Harihara II (1342–1404 CE) was a emperor of the Vijayanagara Empire from the Sangama Dynasty. He patronised Kannada poet Madhura, a Jaina. An important work on Vedas was completed during his time. He earned the titles Vaidikamarga Sthapanacharya and Vedamarga Pravartaka.

Biography
He became ruler when Bukka Raya I died in 1377 and ruled till his death in 1404. He was succeeded by Virupaksha Raya.

During his reign, he continued to extend the kingdom's territory through fighting against the Reddis of Kondavidu for control of the Andhra between Nellore and Kalinga. From the Reddis of Kondavidu, Harihara II conquered the Addanki and Srisailam areas as well as most of the territory between the peninsula to the south of the river Krishna, which would eventually lead to fights in Telangana with the Velamas of Rachakonda. Harihara II took advantage of the death of Mujahid Bahmani in 1378 and extended his control into the northwest, controlling such ports as Goa, Chaul, and Dabhol.

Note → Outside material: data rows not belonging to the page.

use clap::Parser;
use serde::Deserialize;
use std::path::PathBuf;

#[derive(Parser, Debug)]
#[command(name = "khateraty", about = "Share short thoughts and quotes")]
pub struct Cli {
    /// Path to config file
    #[arg(short, long)]
    pub config: Option<PathBuf>,

    /// Host to bind to
    #[arg(long)]
    pub host: Option<String>,

    /// Port to bind to
    #[arg(short, long)]
    pub port: Option<u16>,

    /// Path to data directory
    #[arg(long)]
    pub data_dir: Option<PathBuf>,
}

#[derive(Deserialize, Debug, Clone, Default)]
#[serde(default)]
pub struct Config {
    pub server: ServerConfig,
    pub database: DatabaseConfig,
    pub storage: StorageConfig,
    pub auth: AuthConfig,
    pub feed: FeedConfig,
}

#[derive(Deserialize, Debug, Clone)]
#[serde(default)]
pub struct ServerConfig {
    pub host: String,
    pub port: u16,
}

#[derive(Deserialize, Debug, Clone, Default)]
#[serde(default)]
pub struct DatabaseConfig {
    pub path: Option<PathBuf>,
}

#[derive(Deserialize, Debug, Clone)]
#[serde(default)]
pub struct StorageConfig {
    pub path: Option<PathBuf>,
    /// URL prefix under which uploaded objects are served
    pub public_base: String,
}

#[derive(Deserialize, Debug, Clone)]
#[serde(default)]
pub struct AuthConfig {
    pub cookie_name: String,
    pub session_hours: u64,
    pub confirmation_hours: u64,
    /// Absolute base URL used in confirmation and reset links
    pub site_url: String,
    pub hash_cost: u32,
    /// Profiles created for these emails carry the owner (moderator) flag
    pub owner_emails: Vec<String>,
}

#[derive(Deserialize, Debug, Clone)]
#[serde(default)]
pub struct FeedConfig {
    pub page_size: usize,
    pub top_posts: usize,
}

impl Default for ServerConfig {
    fn default() -> Self {
        Self {
            host: "0.0.0.0".to_string(),
            port: 3000,
        }
    }
}

impl Default for StorageConfig {
    fn default() -> Self {
        Self {
            path: None,
            public_base: "/storage".to_string(),
        }
    }
}

impl Default for AuthConfig {
    fn default() -> Self {
        Self {
            cookie_name: "khateraty_session".to_string(),
            session_hours: 720,
            confirmation_hours: 24,
            site_url: "http://localhost:3000".to_string(),
            hash_cost: bcrypt::DEFAULT_COST,
            owner_emails: Vec::new(),
        }
    }
}

impl Default for FeedConfig {
    fn default() -> Self {
        Self {
            page_size: 10,
            top_posts: 5,
        }
    }
}

impl AuthConfig {
    pub fn is_owner_email(&self, email: &str) -> bool {
        self.owner_emails
            .iter()
            .any(|owner| owner.eq_ignore_ascii_case(email.trim()))
    }
}

impl Config {
    pub fn load(cli: &Cli) -> anyhow::Result<Self> {
        let data_dir = Self::data_dir(cli);
        let config_path = cli
            .config
            .clone()
            .unwrap_or_else(|| data_dir.join("config.toml"));

        let mut config = if config_path.exists() {
            let content = std::fs::read_to_string(&config_path)?;
            toml::from_str(&content)?
        } else {
            Config::default()
        };

        // CLI overrides
        if let Some(ref host) = cli.host {
            config.server.host = host.clone();
        }
        if let Some(port) = cli.port {
            config.server.port = port;
        }

        config.resolve_paths(&data_dir);
        Ok(config)
    }

    /// Fill in unset paths relative to the data directory.
    pub fn resolve_paths(&mut self, data_dir: &std::path::Path) {
        if self.database.path.is_none() {
            self.database.path = Some(data_dir.join("khateraty.db"));
        }
        if self.storage.path.is_none() {
            self.storage.path = Some(data_dir.join("storage"));
        }
    }

    pub fn data_dir(cli: &Cli) -> PathBuf {
        cli.data_dir.clone().unwrap_or_else(|| {
            dirs::home_dir()
                .unwrap_or_else(|| PathBuf::from("."))
                .join(".khateraty")
        })
    }

    pub fn db_path(&self) -> PathBuf {
        self.database
            .path
            .clone()
            .unwrap_or_else(|| PathBuf::from("khateraty.db"))
    }

    pub fn storage_path(&self) -> PathBuf {
        self.storage
            .path
            .clone()
            .unwrap_or_else(|| PathBuf::from("storage"))
    }
}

Harihara II ruled from the capital Vijayanagara now more popularly known as Hampi. What is believed to be the ruins of Harihara's palace is located among the Hampi ruins.

His general Iruguppa was a disciple of Simhanandi, a Jain teacher. He built a tank for Gomatteshvara (Bahubali) and the stone temple of Kumthu-Jinanatha at Vijayanagara.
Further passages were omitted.